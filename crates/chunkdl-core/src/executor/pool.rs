//! Fixed-size pool of worker threads fed through an mpsc channel.

use std::io;
use std::panic::{catch_unwind, AssertUnwindSafe};
use std::sync::mpsc;
use std::sync::{Arc, Condvar, Mutex};
use std::thread::JoinHandle;

use super::{Executor, Job};

#[derive(Default)]
struct Pending {
    count: Mutex<usize>,
    idle: Condvar,
}

/// Decrements the pending count when a job finishes, even if it panicked.
struct PendingGuard<'a>(&'a Pending);

impl Drop for PendingGuard<'_> {
    fn drop(&mut self) {
        let mut n = self.0.count.lock().unwrap();
        *n = n.saturating_sub(1);
        if *n == 0 {
            self.0.idle.notify_all();
        }
    }
}

pub struct WorkerPool {
    tx: Mutex<Option<mpsc::Sender<Job>>>,
    pending: Arc<Pending>,
    handles: Vec<JoinHandle<()>>,
}

impl WorkerPool {
    /// Start `workers` threads (at least one).
    pub fn new(workers: usize) -> io::Result<Self> {
        let (tx, rx) = mpsc::channel::<Job>();
        let rx = Arc::new(Mutex::new(rx));
        let pending = Arc::new(Pending::default());
        let handles = (0..workers.max(1))
            .map(|i| {
                let rx = Arc::clone(&rx);
                let pending = Arc::clone(&pending);
                std::thread::Builder::new()
                    .name(format!("chunkdl-fetch-{i}"))
                    .spawn(move || worker_loop(&rx, &pending))
            })
            .collect::<io::Result<Vec<_>>>()?;
        Ok(Self {
            tx: Mutex::new(Some(tx)),
            pending,
            handles,
        })
    }

    pub fn workers(&self) -> usize {
        self.handles.len()
    }
}

fn worker_loop(rx: &Mutex<mpsc::Receiver<Job>>, pending: &Pending) {
    loop {
        let job = match rx.lock().unwrap().recv() {
            Ok(job) => job,
            Err(_) => break,
        };
        let _guard = PendingGuard(pending);
        if catch_unwind(AssertUnwindSafe(job)).is_err() {
            tracing::error!("fetch job panicked");
        }
    }
}

impl Executor for WorkerPool {
    fn execute(&self, job: Job) {
        let tx = self.tx.lock().unwrap();
        let Some(tx) = tx.as_ref() else {
            tracing::warn!("worker pool is shut down; dropping job");
            return;
        };
        *self.pending.count.lock().unwrap() += 1;
        if tx.send(job).is_err() {
            // All workers are gone; undo the count so wait_idle cannot hang.
            drop(PendingGuard(&self.pending));
        }
    }

    fn wait_idle(&self) {
        let mut n = self.pending.count.lock().unwrap();
        while *n > 0 {
            n = self.pending.idle.wait(n).unwrap();
        }
    }
}

impl Drop for WorkerPool {
    fn drop(&mut self) {
        self.tx.lock().unwrap().take();
        for h in self.handles.drain(..) {
            let _ = h.join();
        }
    }
}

• • • • • • •

About this exercise
A word-for-word restatement of the data above is required.

Expected answer
filename crates/chunkdl-core/src/executor/pool.rs
//! Fixed-size pool of worker threads fed through an mpsc channel.

use std::io;
use std::panic::{catch_unwind, AssertUnwindSafe};
use std::sync::mpsc;
use std::sync::{Arc, Condvar, Mutex};
use std::thread::JoinHandle;

use super::{Executor, Job};

#[derive(Default)]
struct Pending {
    count: Mutex<usize>,
    idle: Condvar,
}

/// Decrements the pending count when a job finishes, even if it panicked.
struct PendingGuard<'a>(&'a Pending);

impl Drop for PendingGuard<'_> {
    fn drop(&mut self) {
        let mut n = self.0.count.lock().unwrap();
        *n = n.saturating_sub(1);
        if *n == 0 {
            self.0.idle.notify_all();
        }
    }
}

pub struct WorkerPool {
    tx: Mutex<Option<mpsc::Sender<Job>>>,
    pending: Arc<Pending>,
    handles: Vec<JoinHandle<()>>,
}

impl WorkerPool {
    /// Start `workers` threads (at least one).
    pub fn new(workers: usize) -> io::Result<Self> {
        let (tx, rx) = mpsc::channel::<Job>();
        let rx = Arc::new(Mutex::new(rx));
        let pending = Arc::new(Pending::default());
        let handles = (0..workers.max(1))
            .map(|i| {
                let rx = Arc::clone(&rx);
                let pending = Arc::clone(&pending);
                std::thread::Builder::new()
                    .name(format!("chunkdl-fetch-{i}"))
                    .spawn(move || worker_loop(&rx, &pending))
            })
            .collect::<io::Result<Vec<_>>>()?;
        Ok(Self {
            tx: Mutex::new(Some(tx)),
            pending,
            handles,
        })
    }

    pub fn workers(&self) -> usize {
        self.handles.len()
    }
}

fn worker_loop(rx: &Mutex<mpsc::Receiver<Job>>, pending: &Pending) {
    loop {
        let job = match rx.lock().unwrap().recv() {
            Ok(job) => job,
            Err(_) => break,
        };
        let _guard = PendingGuard(pending);
        if catch_unwind(AssertUnwindSafe(job)).is_err() {
            tracing::error!("fetch job panicked");
        }
    }
}

impl Executor for WorkerPool {
    fn execute(&self, job: Job) {
        let tx = self.tx.lock().unwrap();
        let Some(tx) = tx.as_ref() else {
            tracing::warn!("worker pool is shut down; dropping job");
            return;
        };
        *self.pending.count.lock().unwrap() += 1;
        if tx.send(job).is_err() {
            // All workers are gone; undo the count so wait_idle cannot hang.
            drop(PendingGuard(&self.pending));
        }
    }

    fn wait_idle(&self) {
        let mut n = self.pending.count.lock().unwrap();
        while *n > 0 {
            n = self.pending.idle.wait(n).unwrap();
        }
    }
}

impl Drop for WorkerPool {
    fn drop(&mut self) {
        self.tx.lock().unwrap().take();
        for h in self.handles.drain(..) {
            let _ = h.join();
        }
    }
}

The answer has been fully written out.